1. ## complex number equation

Hi,

I would like some help with this.

The equation $p(z)=z^4-2z^3+4z^2-2z+3$ is given.

Show that one of the roots are i.

So i verified that i is indeed a root. And since complex roots are "mirrored", another root must be -i.

The factor theorem.
$(z-i)(z+i) = z^2 +1$

Then i factored the equation using polynomial division and the result is
$(z^2+1)(z^2-2z+3)$

the second bracket is a simple quadratic.
$\frac{-2}{-2} \pm \sqrt{\bigg(\frac{-2}{2}\bigg)^2 -3}$

= $1 \pm \sqrt{1-3}$

This is where i get it wrong, isn't the square root expression supposed to evaluate to 2i ?
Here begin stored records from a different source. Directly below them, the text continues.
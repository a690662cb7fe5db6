//! Configuration management.
//!
//! Settings come from three layers, later ones winning:
//! 1. `~/.tripsync/config.json`
//! 2. Environment variables (`TRIPSYNC_*`)
//! 3. Command-line flags
//!
//! The local cache lives at `~/.tripsync/data/tripsync.db` unless
//! overridden.

use std::fs;
use std::path::{Path, PathBuf};

use serde::{Deserialize, Serialize};

use crate::error::{Error, Result};
use crate::model::Identity;

/// Remote store connection settings.
#[derive(Debug, Clone, Default, PartialEq, Eq, Serialize, Deserialize)]
pub struct RemoteSettings {
    pub url: Option<String>,
    pub api_key: Option<String>,
    /// Bearer token of the signed-in user; the API key is used if absent.
    pub access_token: Option<String>,
}

/// Contents of `~/.tripsync/config.json`.
#[derive(Debug, Clone, Default, PartialEq, Eq, Serialize, Deserialize)]
pub struct TripsyncConfig {
    #[serde(default)]
    pub remote: RemoteSettings,
    /// Health URL for the connectivity probe. Defaults to the remote URL.
    pub probe_url: Option<String>,
    pub user_id: Option<String>,
    /// Where a denied access check sends the caller.
    pub redirect: Option<String>,
    /// Never contact the remote store.
    #[serde(default)]
    pub offline: bool,
}

/// Overrides taken from the command line.
#[derive(Debug, Clone, Default)]
pub struct Overrides {
    pub remote_url: Option<String>,
    pub user_id: Option<String>,
    pub offline: bool,
}

/// Effective settings after all layers are applied.
#[derive(Debug, Clone, PartialEq, Eq)]
pub struct Settings {
    pub remote_url: Option<String>,
    pub api_key: Option<String>,
    pub access_token: Option<String>,
    pub probe_url: Option<String>,
    pub user_id: Option<String>,
    pub redirect: Option<String>,
    pub offline: bool,
}

impl Settings {
    /// Layer environment variables and flags over a loaded config.
    #[must_use]
    pub fn resolve(config: TripsyncConfig, overrides: &Overrides) -> Self {
        Self::resolve_with(config, overrides, |name| std::env::var(name).ok())
    }

    fn resolve_with<F>(config: TripsyncConfig, overrides: &Overrides, env: F) -> Self
    where
        F: Fn(&str) -> Option<String>,
    {
        let env = |name: &str| env(name).filter(|v| !v.trim().is_empty());

        let remote_url = overrides
            .remote_url
            .clone()
            .or_else(|| env("TRIPSYNC_REMOTE_URL"))
            .or(config.remote.url);
        let probe_url = config.probe_url.or_else(|| {
            remote_url
                .as_deref()
                .map(|url| format!("{}/rest/v1/", url.trim_end_matches('/')))
        });

        Self {
            api_key: env("TRIPSYNC_API_KEY").or(config.remote.api_key),
            access_token: config.remote.access_token,
            user_id: overrides
                .user_id
                .clone()
                .or_else(|| env("TRIPSYNC_USER"))
                .or(config.user_id),
            redirect: config.redirect,
            offline: overrides.offline
                || env("TRIPSYNC_OFFLINE").is_some_and(|v| is_truthy(&v))
                || config.offline,
            remote_url,
            probe_url,
        }
    }

    /// The identity commands act for.
    ///
    /// # Errors
    ///
    /// Returns `NoIdentity` if no user is configured.
    pub fn identity(&self) -> Result<Identity> {
        self.user_id
            .as_deref()
            .map(Identity::new)
            .ok_or(Error::NoIdentity)
    }
}

fn is_truthy(value: &str) -> bool {
    !matches!(value.trim().to_lowercase().as_str(), "" | "0" | "false" | "no" | "off")
}

/// Get the global tripsync directory, `~/.tripsync/`.
#[must_use]
pub fn global_tripsync_dir() -> Option<PathBuf> {
    directories::BaseDirs::new().map(|b| b.home_dir().join(".tripsync"))
}

fn config_path() -> Result<PathBuf> {
    global_tripsync_dir()
        .map(|dir| dir.join("config.json"))
        .ok_or_else(|| Error::Config("Could not determine home directory".into()))
}

/// Load `~/.tripsync/config.json`, or defaults if it does not exist.
///
/// # Errors
///
/// Returns `Config` if the file exists but cannot be read or parsed.
pub fn load_config() -> Result<TripsyncConfig> {
    load_config_from(&config_path()?)
}

/// Load a config file, or defaults if it does not exist.
///
/// # Errors
///
/// Returns `Config` if the file exists but cannot be read or parsed.
pub fn load_config_from(path: &Path) -> Result<TripsyncConfig> {
    if !path.exists() {
        return Ok(TripsyncConfig::default());
    }

    let content = fs::read_to_string(path)
        .map_err(|e| Error::Config(format!("Failed to read config file: {e}")))?;

    serde_json::from_str(&content)
        .map_err(|e| Error::Config(format!("Failed to parse config file: {e}")))
}

/// Resolve the database path.
///
/// Priority:
/// 1. If `explicit_path` is provided, use it directly
/// 2. `TRIPSYNC_DB` environment variable
/// 3. Global location: `~/.tripsync/data/tripsync.db`
#[must_use]
pub fn resolve_db_path(explicit_path: Option<&Path>) -> Option<PathBuf> {
    if let Some(path) = explicit_path {
        return Some(path.to_path_buf());
    }

    if let Ok(db_path) = std::env::var("TRIPSYNC_DB") {
        if !db_path.trim().is_empty() {
            return Some(PathBuf::from(db_path));
        }
    }

    global_tripsync_dir().map(|dir| dir.join("data").join("tripsync.db"))
}

/// Get the default actor name for audit events.
///
/// Priority:
/// 1. `TRIPSYNC_ACTOR` environment variable
/// 2. System username
/// 3. "tripsync"
#[must_use]
pub fn default_actor() -> String {
    ["TRIPSYNC_ACTOR", "USER"]
        .iter()
        .find_map(|name| std::env::var(name).ok().filter(|v| !v.is_empty()))
        .unwrap_or_else(|| crate::sync::DEFAULT_ACTOR.to_string())
}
The correct answer is $1\pm i\sqrt{2}$ however, the result im getting is $1\pm 2i$

Any ideas?

2. Originally Posted by Jones
Hi,
= $1 \pm \sqrt{1-3}$

This is where i get it wrong, isn't the square root expression supposed to evaluate to 2i ?

The correct answer is $1\pm i\sqrt{2}$ however, the result im getting is $1\pm 2i$

Any ideas?
No, you have it right.

= $1 \pm \sqrt{1-3} = 1 \pm \sqrt{-2} = 1 \pm \sqrt{-1*2} = 1 \pm i\sqrt{2}$

Just remember that the square root doesn't go away just because you have a negative number under it. In the same way $\sqrt{8} = \sqrt{4*2} = 2\sqrt{2}$, right?